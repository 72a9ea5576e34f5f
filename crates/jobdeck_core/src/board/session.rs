//! Drag session state and live cross-column preview.
//!
//! # Responsibility
//! - Track which record is being dragged across one gesture.
//! - Resolve hover targets to their owning column.
//! - Apply the cross-column preview mutation while the pointer moves.
//!
//! # Invariants
//! - Session state is `Idle` or `Dragging`; a new start while dragging
//!   simply replaces the active id (last start wins).
//! - Unresolvable targets never mutate anything; the prior preview state is
//!   retained.
//! - Same-column hovering is a deliberate no-op: same-column reordering only
//!   settles on drop.

use crate::board::partition::BoardSections;
use crate::model::job::{Category, JobId};

/// Hover target of an in-progress drag: another record or a column surface.
#[derive(Debug, Clone, Copy, PartialEq, Eq)]
pub enum DragTarget {
    /// Hovering over another record's card.
    Job(JobId),
    /// Hovering over a column (its empty area or header).
    Column(Category),
}

/// Transient per-gesture state. Never persisted.
#[derive(Debug, Clone, Copy, Default, PartialEq, Eq)]
pub struct DragSession {
    active: Option<JobId>,
}

impl DragSession {
    /// Begins a gesture for the given record.
    ///
    /// Replaces any previous active id, so an abandoned gesture (no end
    /// event delivered) is implicitly reset by the next start.
    pub fn start(&mut self, id: JobId) {
        self.active = Some(id);
    }

    /// Returns to idle. Called on every gesture end, success or discard.
    pub fn clear(&mut self) {
        self.active = None;
    }

    /// The record currently being dragged, if any.
    pub fn active(&self) -> Option<JobId> {
        self.active
    }

    pub fn is_dragging(&self) -> bool {
        self.active.is_some()
    }
}

/// Resolves a drag target to its owning column.
///
/// Column targets resolve directly; record targets are located by scanning
/// every column sequence. Returns `None` for ids not present anywhere,
/// which callers treat as a recoverable no-op.
pub fn resolve_container(sections: &BoardSections, target: &DragTarget) -> Option<Category> {
    match target {
        DragTarget::Column(category) => Some(*category),
        DragTarget::Job(id) => sections.locate(*id).map(|(category, _)| category),
    }
}

/// Applies the live cross-column preview for one hover event.
///
/// When the active record and the hover target sit in different columns, the
/// active record is removed from its source column and inserted into the
/// target column immediately before the first record whose id differs from
/// the hover id. When the target column is empty, or holds only the hover
/// record itself, the active record lands at the front.
///
/// Same-column hovers and unresolvable targets leave the preview untouched.
/// Returns whether a mutation was applied.
pub fn preview_over(sections: &mut BoardSections, active: JobId, over: &DragTarget) -> bool {
    let Some(active_container) = resolve_container(sections, &DragTarget::Job(active)) else {
        return false;
    };
    let Some(over_container) = resolve_container(sections, over) else {
        return false;
    };
    if active_container == over_container {
        return false;
    }

    let insert_at = {
        let over_jobs = sections.section(over_container);
        let hover_id = match over {
            DragTarget::Job(id) => Some(*id),
            DragTarget::Column(_) => None,
        };
        over_jobs
            .iter()
            .position(|job| Some(job.id) != hover_id)
            .unwrap_or(0)
    };

    match sections.take_job(active_container, active) {
        Some(job) => {
            sections.insert_job(over_container, insert_at, job);
            true
        }
        None => false,
    }
}
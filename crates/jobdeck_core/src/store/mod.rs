//! Authoritative flat record store.
//!
//! # Responsibility
//! - Hold the canonical ordered list of job-application records.
//! - Enforce id uniqueness and record validation on every write.
//!
//! # Invariants
//! - Record ids are unique within the store.
//! - List order is significant: it is the order serialized for the
//!   persistence collaborator and the order the partitioner consumes.
//! - Category and order mutations outside add/update are reserved for the
//!   board commit path.

use crate::model::job::{Category, JobApplication, JobId, JobValidationError};
use std::error::Error;
use std::fmt::{Display, Formatter};

pub type StoreResult<T> = Result<T, StoreError>;

/// Errors from record store write operations.
#[derive(Debug)]
pub enum StoreError {
    /// A record with the same id already exists. Store unchanged.
    DuplicateId(JobId),
    /// No record with the given id exists. Store unchanged.
    NotFound(JobId),
    /// Record failed local invariant checks. Store unchanged.
    Validation(JobValidationError),
}

impl Display for StoreError {
    fn fmt(&self, f: &mut Formatter<'_>) -> std::fmt::Result {
        match self {
            Self::DuplicateId(id) => write!(f, "job record already exists: {id}"),
            Self::NotFound(id) => write!(f, "job record not found: {id}"),
            Self::Validation(err) => write!(f, "{err}"),
        }
    }
}

impl Error for StoreError {
    fn source(&self) -> Option<&(dyn Error + 'static)> {
        match self {
            Self::Validation(err) => Some(err),
            Self::DuplicateId(_) | Self::NotFound(_) => None,
        }
    }
}

impl From<JobValidationError> for StoreError {
    fn from(value: JobValidationError) -> Self {
        Self::Validation(value)
    }
}

/// Canonical ordered collection of job-application records.
#[derive(Debug, Default, Clone)]
pub struct JobStore {
    jobs: Vec<JobApplication>,
}

impl JobStore {
    /// Creates an empty store.
    pub fn new() -> Self {
        Self::default()
    }

    /// Builds a store from an already-ordered record list.
    ///
    /// Reload path for snapshots written by the persistence collaborator.
    ///
    /// # Errors
    /// - `DuplicateId` when the list contains a repeated id.
    /// - `Validation` when any record fails invariant checks.
    pub fn from_jobs(jobs: Vec<JobApplication>) -> StoreResult<Self> {
        let mut store = Self::new();
        for job in jobs {
            store.add_job(job)?;
        }
        Ok(store)
    }

    /// Appends a record.
    ///
    /// Returns the stored record.
    ///
    /// # Errors
    /// - `DuplicateId` when the id is already present; the store is left
    ///   unchanged.
    /// - `Validation` when the record fails invariant checks.
    pub fn add_job(&mut self, job: JobApplication) -> StoreResult<JobApplication> {
        job.validate()?;
        if self.contains(job.id) {
            return Err(StoreError::DuplicateId(job.id));
        }
        self.jobs.push(job.clone());
        Ok(job)
    }

    /// Replaces the record with a matching id.
    ///
    /// Position in the flat list is preserved. Returns the stored record.
    ///
    /// # Errors
    /// - `NotFound` when no record matches; the store is left unchanged.
    /// - `Validation` when the record fails invariant checks.
    pub fn update_job(&mut self, job: JobApplication) -> StoreResult<JobApplication> {
        job.validate()?;
        let slot = self
            .jobs
            .iter_mut()
            .find(|existing| existing.id == job.id)
            .ok_or(StoreError::NotFound(job.id))?;
        *slot = job.clone();
        Ok(job)
    }

    /// Looks up one record by id.
    pub fn get_job(&self, id: JobId) -> Option<&JobApplication> {
        self.jobs.iter().find(|job| job.id == id)
    }

    /// Whether a record with the given id exists.
    pub fn contains(&self, id: JobId) -> bool {
        self.get_job(id).is_some()
    }

    /// The canonical ordered record list.
    pub fn jobs(&self) -> &[JobApplication] {
        &self.jobs
    }

    pub fn len(&self) -> usize {
        self.jobs.len()
    }

    pub fn is_empty(&self) -> bool {
        self.jobs.is_empty()
    }

    /// Reassigns a record's category. Commit-path use only.
    pub(crate) fn set_category(&mut self, id: JobId, category: Category) -> bool {
        match self.jobs.iter_mut().find(|job| job.id == id) {
            Some(job) => {
                job.category = category;
                true
            }
            None => false,
        }
    }

    /// Reorders the flat list to match the given id sequence.
    ///
    /// Ids missing from `order` keep their records at the tail in prior
    /// relative order; unknown ids are ignored. Commit-path use only.
    pub(crate) fn reorder(&mut self, order: &[JobId]) {
        let mut reordered = Vec::with_capacity(self.jobs.len());
        for id in order {
            if let Some(index) = self.jobs.iter().position(|job| job.id == *id) {
                reordered.push(self.jobs.remove(index));
            }
        }
        reordered.append(&mut self.jobs);
        self.jobs = reordered;
    }
}
use jobdeck_core::{
    BoardService, Category, Company, DecisionOutcome, JobApplication, JobStore, Status, StoreError,
};

fn sample_job(role: &str, category: Category) -> JobApplication {
    let mut job = JobApplication::new(role, category);
    job.company = Company {
        name: "TechCorp".to_string(),
        size: "Enterprise".to_string(),
        industry: "Software".to_string(),
    };
    job.location = "Berlin".to_string();
    job.hybrid = true;
    job.skills = vec!["Node.js".to_string(), "Express".to_string()];
    job.percentage = Some(50);
    job
}

#[test]
fn add_and_get_roundtrip() {
    let mut store = JobStore::new();
    let job = sample_job("Backend Developer", Category::Interested);
    let added = store.add_job(job.clone()).unwrap();
    assert_eq!(added, job);

    let loaded = store.get_job(job.id).unwrap();
    assert_eq!(loaded.role, "Backend Developer");
    assert_eq!(loaded.category, Category::Interested);
    assert_eq!(loaded.company.name, "TechCorp");
}

#[test]
fn duplicate_id_is_rejected_and_store_unchanged() {
    let mut store = JobStore::new();
    let job = sample_job("Backend Developer", Category::Interested);
    store.add_job(job.clone()).unwrap();

    let mut clash = sample_job("Another Role", Category::Applied);
    clash.id = job.id;
    let err = store.add_job(clash).unwrap_err();

    assert!(matches!(err, StoreError::DuplicateId(id) if id == job.id));
    assert_eq!(store.len(), 1);
    assert_eq!(store.get_job(job.id).unwrap().role, "Backend Developer");
}

#[test]
fn update_replaces_in_place_and_keeps_order() {
    let mut store = JobStore::new();
    let first = sample_job("First", Category::Interested);
    let second = sample_job("Second", Category::Applied);
    store.add_job(first.clone()).unwrap();
    store.add_job(second.clone()).unwrap();

    let mut edited = first.clone();
    edited.role = "First (edited)".to_string();
    edited.status = Status::Unset;
    store.update_job(edited).unwrap();

    let ids: Vec<_> = store.jobs().iter().map(|job| job.id).collect();
    assert_eq!(ids, vec![first.id, second.id]);
    assert_eq!(store.get_job(first.id).unwrap().role, "First (edited)");
}

#[test]
fn update_unknown_id_returns_not_found() {
    let mut store = JobStore::new();
    let job = sample_job("Missing", Category::Applied);
    let err = store.update_job(job.clone()).unwrap_err();
    assert!(matches!(err, StoreError::NotFound(id) if id == job.id));
}

#[test]
fn invalid_record_is_rejected_on_add() {
    let mut store = JobStore::new();
    let mut job = sample_job("Over-confident", Category::Applied);
    job.percentage = Some(120);
    let err = store.add_job(job).unwrap_err();
    assert!(matches!(err, StoreError::Validation(_)));
    assert!(store.is_empty());
}

#[test]
fn snapshot_round_trips_through_json() {
    let mut interview = sample_job("Senior FE Developer", Category::Interview);
    interview.status = Status::Interview {
        round: 2,
        description: Some("Technical".to_string()),
    };
    let mut decision = sample_job("Full Stack Engineer", Category::Decision);
    decision.status = Status::Decision {
        outcome: DecisionOutcome::Offer,
    };
    let store = JobStore::from_jobs(vec![interview, decision]).unwrap();

    let json = serde_json::to_string(store.jobs()).unwrap();
    let restored: Vec<JobApplication> = serde_json::from_str(&json).unwrap();
    let reloaded = JobStore::from_jobs(restored).unwrap();

    assert_eq!(reloaded.jobs(), store.jobs());
}

#[test]
fn service_add_recomputes_sections() {
    let mut service = BoardService::new();
    let job = service
        .add_job(sample_job("Backend Developer", Category::Interested))
        .unwrap();

    let interested = service.sections().section(Category::Interested);
    assert_eq!(interested.len(), 1);
    assert_eq!(interested[0].id, job.id);
}

#[test]
fn service_edit_moves_record_between_sections() {
    let mut service = BoardService::new();
    let job = service
        .add_job(sample_job("Backend Developer", Category::Interested))
        .unwrap();

    let mut edited = job.clone();
    edited.category = Category::Applied;
    service.edit_job(edited).unwrap();

    assert!(service.sections().section(Category::Interested).is_empty());
    assert_eq!(service.sections().section(Category::Applied).len(), 1);
}

#[test]
fn service_edit_unknown_record_is_rejected() {
    let mut service = BoardService::new();
    let ghost = sample_job("Ghost", Category::Applied);
    let err = service.edit_job(ghost).unwrap_err();
    assert!(matches!(err, StoreError::NotFound(_)));
    assert_eq!(service.jobs().len(), 0);
}
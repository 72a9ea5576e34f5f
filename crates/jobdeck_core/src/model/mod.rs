//! Domain model for the job-application board.
//!
//! # Responsibility
//! - Define the canonical record shape shared by store, board and service
//!   layers.
//! - Keep the fixed stage set and the stage-specific status variants in one
//!   place.
//!
//! # Invariants
//! - Every record is identified by a stable `JobId`.
//! - A record belongs to exactly one `Category` at any instant.

pub mod job;
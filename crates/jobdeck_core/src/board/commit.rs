//! Drop commit resolution.
//!
//! # Responsibility
//! - Reconcile the previewed partition into a final intra-column order on
//!   gesture end.
//! - Report the resolved target column so the caller can write it back to
//!   the authoritative store.
//!
//! # Invariants
//! - Unresolvable or mismatched containers discard the commit: no store
//!   write, preview left as-is.
//! - Reordering is a stable single-element move, never a swap.

use crate::board::partition::BoardSections;
use crate::board::session::{resolve_container, DragTarget};
use crate::model::job::{Category, JobId};

/// Resolves a drag-end event against the previewed partition.
///
/// The cross-column relocation, if any, already happened during the hover
/// phase, so the common case here is a drop within the column the record
/// currently occupies: the record is moved from its current index to the
/// drop target's index. A `Column` drop target carries no index, so only
/// the category result applies.
///
/// Returns the resolved target category when the commit applies, or `None`
/// when it is discarded (unknown ids, or containers that differ at commit
/// time).
pub fn commit(sections: &mut BoardSections, active: JobId, over: &DragTarget) -> Option<Category> {
    let active_container = resolve_container(sections, &DragTarget::Job(active))?;
    let over_container = resolve_container(sections, over)?;
    if active_container != over_container {
        return None;
    }

    let (_, active_index) = sections.locate(active)?;
    let over_index = match over {
        DragTarget::Job(id) => sections.locate(*id).map(|(_, index)| index),
        DragTarget::Column(_) => None,
    };

    if let Some(over_index) = over_index {
        if active_index != over_index {
            sections.move_within(over_container, active_index, over_index);
        }
    }

    Some(over_container)
}
//! Board engine: derived partition, drag session and commit logic.
//!
//! # Responsibility
//! - Derive the per-column view from the flat record store.
//! - Interpret drag lifecycle events into preview and commit mutations.
//!
//! # Invariants
//! - Every record appears in exactly one column sequence.
//! - Only the drag session code mutates the preview partition; only the
//!   commit path writes back to the record store.

pub mod commit;
pub mod partition;
pub mod session;
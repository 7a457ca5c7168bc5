use crate::core::constants::TEMP_WAKE_THRESHOLD;
use crate::domain::registry::MaterialRegistry;
use crate::spatial::chunks::{ChunkAssignment, ChunkBitmap};
use crate::spatial::grid::{Grid, BOUNDARY_ID};

#[derive(Clone, Copy, Debug, Default, PartialEq, Eq)]
pub struct ConductionStats {
    pub cells: u32,
    pub woken: u32,
}

/// Conduct heat in every assigned chunk that is set in `active`.
pub fn conduct_chunks(
    grid: &mut Grid,
    registry: &MaterialRegistry,
    chunks: &[ChunkAssignment],
    active: &ChunkBitmap,
) -> ConductionStats {
    let layout = *grid.shared().layout();
    let mut stats = ConductionStats::default();
    for chunk in chunks {
        if !active.check(layout.chunk_idx_from_coords(chunk.cx, chunk.cy)) {
            continue;
        }
        let s = conduct_chunk(grid, registry, chunk.cx, chunk.cy);
        stats.cells += s.cells;
        stats.woken += s.woken;
    }
    stats
}

/// Relax each non-empty cell toward the conductivity-weighted mean of itself
/// and its non-empty cardinal neighbours:
///
/// `avg = (T + sum(Tn * sqrt(k * kn))) / (1 + sum(sqrt(k * kn)))`,
/// `T' = T + (avg - T) * k`.
///
/// The outermost ring of the world is skipped. Neighbour temperatures may be
/// read mid-update by the worker that owns them; that race is tolerated.
pub fn conduct_chunk(grid: &mut Grid, registry: &MaterialRegistry, cx: u32, cy: u32) -> ConductionStats {
    let (x0, y0, x1, y1) = grid.shared().layout().cell_bounds(cx, cy);
    let (w, h) = (grid.width(), grid.height());
    let (x0, y0) = (x0.max(1), y0.max(1));
    let (x1, y1) = (x1.min(w.saturating_sub(1)), y1.min(h.saturating_sub(1)));

    let width = w as usize;
    let mut stats = ConductionStats::default();

    for y in y0..y1 {
        for x in x0..x1 {
            let idx = grid.index_unchecked(x, y);
            let id = grid.get_index(idx);
            if id == 0 {
                continue;
            }
            stats.cells += 1;

            let k = registry.conductivity(id);
            let current = grid.get_temp_index(idx);
            let neighbours = [idx - width, idx + width, idx - 1, idx + 1];

            let mut weighted = current;
            let mut total = 1.0f32;
            for n in neighbours {
                let nid = grid.get_index(n);
                if nid == 0 || nid == BOUNDARY_ID {
                    continue;
                }
                let blend = (k * registry.conductivity(nid)).sqrt();
                weighted += grid.get_temp_index(n) * blend;
                total += blend;
            }
            if total <= 1.0 {
                continue;
            }

            let next = current + (weighted / total - current) * k;
            grid.set_temp_index(idx, next);

            if (next - current).abs() > TEMP_WAKE_THRESHOLD {
                grid.reset_sleep(idx);
                for n in neighbours {
                    grid.reset_sleep(n);
                }
                stats.woken += 1;
            }
        }
    }
    stats
}
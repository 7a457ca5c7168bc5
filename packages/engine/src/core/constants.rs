//! Engine-wide constants

/// Chunk edge length in cells. Unit of activity tracking and worker assignment.
pub const CHUNK_SIZE: u32 = 64;

/// Cells per chunk.
pub const CHUNK_AREA: usize = (CHUNK_SIZE * CHUNK_SIZE) as usize;

/// Largest distance (in cells) any single cell update may read or write away
/// from the updated cell. Two chunks running in the same phase are separated
/// by a full chunk, so reach from both sides must stay below half of it.
pub const MAX_EFFECT_REACH: u32 = CHUNK_SIZE / 2 - 1;

/// Default temperature of a fresh cell.
pub const DEFAULT_TEMPERATURE: f32 = 20.0;

/// Consecutive "did not move" updates before a sleep-capable cell is skipped.
pub const SLEEP_THRESHOLD: u8 = 30;

/// Temperature delta during conduction that force-wakes a cell.
pub const TEMP_WAKE_THRESHOLD: f32 = 5.0;

/// Default gravity added to the velocity slot of falling cells every update.
pub const DEFAULT_GRAVITY: f32 = 0.5;

/// Default clamp for the velocity slot of falling cells.
pub const DEFAULT_TERMINAL_VELOCITY: f32 = 8.0;

/// Worker count used when the platform cannot report its parallelism.
pub const DEFAULT_WORKER_COUNT: usize = 4;

/// Floats per off-grid particle in transfer buffers: x, y, vx, vy, id, color.
pub const PARTICLE_STRIDE: usize = 6;
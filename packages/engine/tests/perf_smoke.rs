use sandy_engine::domain::materials::MAT_SAND;
use sandy_engine::World;

#[test]
fn perf_smoke_step() {
    let mut world = World::with_size(128, 64).unwrap();
    world.enable_perf_metrics(true);
    assert_eq!(world.fill_rect(0, 0, 128, 32, MAT_SAND), 128 * 32);

    let out = world.step();
    let stats = out.perf.expect("perf stats requested");
    assert!(stats.frame_ms >= 0.0);
    assert!(stats.phase_ms.iter().all(|ms| *ms >= 0.0));
    assert_eq!(stats.particle_count, 128 * 32);
    assert_eq!(stats.occupied_chunks, 2);
    assert_eq!(world.perf_stats(), &stats);
}

#[test]
fn perf_stats_serialize_camel_case() {
    let mut world = World::with_size(64, 64).unwrap();
    world.enable_perf_metrics(true);
    let stats = world.step().perf.unwrap();
    let json = serde_json::to_string(&stats).unwrap();
    assert!(json.contains("\"frameMs\""));
    assert!(json.contains("\"phaseMs\""));
    assert!(json.contains("\"cellsUpdated\""));
}

#[test]
fn disabling_perf_clears_stats() {
    let mut world = World::with_size(64, 64).unwrap();
    world.enable_perf_metrics(true);
    world.fill_rect(0, 0, 8, 8, MAT_SAND);
    world.step();
    world.enable_perf_metrics(false);
    assert_eq!(world.perf_stats().particle_count, 0);
    assert!(world.step().perf.is_none());
}
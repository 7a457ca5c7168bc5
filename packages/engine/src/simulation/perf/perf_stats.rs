use serde::Serialize;

/// Timings and counters of the last frame. All zero while perf metrics are off.
#[derive(Clone, Debug, Default, PartialEq, Serialize)]
#[serde(rename_all = "camelCase")]
pub struct PerfStats {
    pub frame_ms: f64,
    /// Occupancy scan, stamp retirement and bitmap snapshot.
    pub prepare_ms: f64,
    /// Wall time of each phase in execution order.
    pub phase_ms: [f64; 4],
    pub cells_updated: u32,
    pub active_chunks: u32,
    pub occupied_chunks: u32,
    pub particle_count: u32,
    pub offgrid_particles: u32,
}

impl PerfStats {
    pub(crate) fn reset(&mut self) {
        *self = PerfStats::default();
    }

    /// Slowest phase of the frame.
    pub fn slowest_phase_ms(&self) -> f64 {
        self.phase_ms.iter().copied().fold(0.0, f64::max)
    }
}
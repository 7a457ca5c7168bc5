use crate::domain::materials::MaterialId;
use crate::domain::registry::MaterialRegistry;
use crate::spatial::grid::Grid;

/// Put `id` into an empty in-bounds cell. Unregistered ids are refused.
pub(super) fn place_cell(grid: &mut Grid, registry: &MaterialRegistry, x: i32, y: i32, id: MaterialId) -> bool {
    if id == 0 || !registry.is_registered(id) {
        return false;
    }
    if !grid.in_bounds(x, y) || !grid.is_empty(x, y) {
        return false;
    }
    grid.set(x, y, id);
    true
}

/// Overwrite every in-bounds cell of the rectangle with `id` (0 erases).
/// Returns the number of cells written.
pub(super) fn fill_rect(
    grid: &mut Grid,
    registry: &MaterialRegistry,
    x: i32,
    y: i32,
    width: u32,
    height: u32,
    id: MaterialId,
) -> usize {
    if id != 0 && !registry.is_registered(id) {
        return 0;
    }
    let x0 = x.max(0);
    let y0 = y.max(0);
    let x1 = x.saturating_add(width as i32).min(grid.width() as i32);
    let y1 = y.saturating_add(height as i32).min(grid.height() as i32);

    let mut written = 0;
    for cy in y0..y1 {
        for cx in x0..x1 {
            grid.set(cx, cy, id);
            written += 1;
        }
    }
    written
}

/// Fill the empty cells of a disc with `id`; with `id == 0` clear the disc instead.
pub(super) fn fill_circle(
    grid: &mut Grid,
    registry: &MaterialRegistry,
    cx: i32,
    cy: i32,
    radius: i32,
    id: MaterialId,
) -> usize {
    let r2 = radius * radius;
    let mut written = 0;
    for dy in -radius..=radius {
        for dx in -radius..=radius {
            if dx * dx + dy * dy > r2 {
                continue;
            }
            let (x, y) = (cx + dx, cy + dy);
            if id == 0 {
                if grid.in_bounds(x, y) && !grid.is_empty(x, y) {
                    grid.set(x, y, 0);
                    written += 1;
                }
            } else if place_cell(grid, registry, x, y, id) {
                written += 1;
            }
        }
    }
    written
}
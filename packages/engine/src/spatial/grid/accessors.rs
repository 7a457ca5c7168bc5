use super::*;

use crate::core::constants::DEFAULT_TEMPERATURE;

impl Grid {
    // === Material id ===
    #[inline]
    pub fn get(&self, x: i32, y: i32) -> u8 {
        match self.index(x, y) {
            Some(idx) => self.mem.cell(idx),
            None => BOUNDARY_ID,
        }
    }

    #[inline]
    pub fn get_index(&self, idx: usize) -> u8 {
        if idx < self.size { self.mem.cell(idx) } else { BOUNDARY_ID }
    }

    #[inline]
    pub fn is_empty(&self, x: i32, y: i32) -> bool {
        self.get(x, y) == 0
    }

    /// Place `id`, resetting velocity, temperature and sleep state.
    pub fn set(&mut self, x: i32, y: i32, id: u8) {
        if let Some(idx) = self.index(x, y) {
            self.set_index(idx, id);
        }
    }

    pub fn set_index(&mut self, idx: usize, id: u8) {
        if idx >= self.size {
            return;
        }
        let old = self.mem.cell(idx);
        self.mem.store_cell(idx, id);
        self.mem.store_velocity(idx, 0.0);
        self.mem.store_temperature(idx, DEFAULT_TEMPERATURE);
        self.mem.store_sleep_timer(idx, 0);
        self.mem.store_stamp(idx, self.tag);
        self.count_transition(old, id);
        let (x, y) = self.coords(idx);
        self.wake_neighborhood(x, y);
    }

    /// Place `id` only if the cell is still empty. Used for off-grid re-entry,
    /// which races with neighbouring workers.
    pub fn claim(&mut self, x: i32, y: i32, id: u8) -> bool {
        let Some(idx) = self.index(x, y) else {
            return false;
        };
        if id == 0 || !self.mem.compare_exchange_cell(idx, 0, id) {
            return false;
        }
        self.mem.store_velocity(idx, 0.0);
        self.mem.store_temperature(idx, DEFAULT_TEMPERATURE);
        self.mem.store_sleep_timer(idx, 0);
        self.mem.store_stamp(idx, self.tag);
        self.mem.adjust_particle_count(1);
        self.wake_neighborhood(x, y);
        true
    }

    #[inline]
    pub(super) fn count_transition(&self, old: u8, new: u8) {
        match (old == 0, new == 0) {
            (true, false) => self.mem.adjust_particle_count(1),
            (false, true) => self.mem.adjust_particle_count(-1),
            _ => {}
        }
    }

    // === Velocity slot ===
    // Fall speed for movers, heat for ember, launch phase for firework.
    #[inline]
    pub fn get_velocity(&self, x: i32, y: i32) -> f32 {
        self.index(x, y).map_or(0.0, |idx| self.mem.velocity(idx))
    }

    #[inline]
    pub fn set_velocity(&mut self, x: i32, y: i32, v: f32) {
        if let Some(idx) = self.index(x, y) {
            self.mem.store_velocity(idx, v);
        }
    }

    // === Temperature ===
    #[inline]
    pub fn get_temp(&self, x: i32, y: i32) -> f32 {
        self.index(x, y)
            .map_or(DEFAULT_TEMPERATURE, |idx| self.mem.temperature(idx))
    }

    #[inline]
    pub fn get_temp_index(&self, idx: usize) -> f32 {
        self.mem.temperature(idx)
    }

    #[inline]
    pub fn set_temp(&mut self, x: i32, y: i32, t: f32) {
        if let Some(idx) = self.index(x, y) {
            self.mem.store_temperature(idx, t);
        }
    }

    #[inline]
    pub fn set_temp_index(&mut self, idx: usize, t: f32) {
        if idx < self.size {
            self.mem.store_temperature(idx, t);
        }
    }

    // === Sleep timer ===
    #[inline]
    pub fn sleep_timer(&self, idx: usize) -> u8 {
        self.mem.sleep_timer(idx)
    }

    #[inline]
    pub fn bump_sleep(&mut self, idx: usize) {
        let t = self.mem.sleep_timer(idx);
        self.mem.store_sleep_timer(idx, t.saturating_add(1));
    }

    #[inline]
    pub fn reset_sleep(&mut self, idx: usize) {
        self.mem.store_sleep_timer(idx, 0);
    }
}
++++
Every line containing the word "second" must be copied from the material above.

    let second = sample_job("Second", Category::Applied);
    store.add_job(second.clone()).unwrap();
    assert_eq!(ids, vec![first.id, second.id]);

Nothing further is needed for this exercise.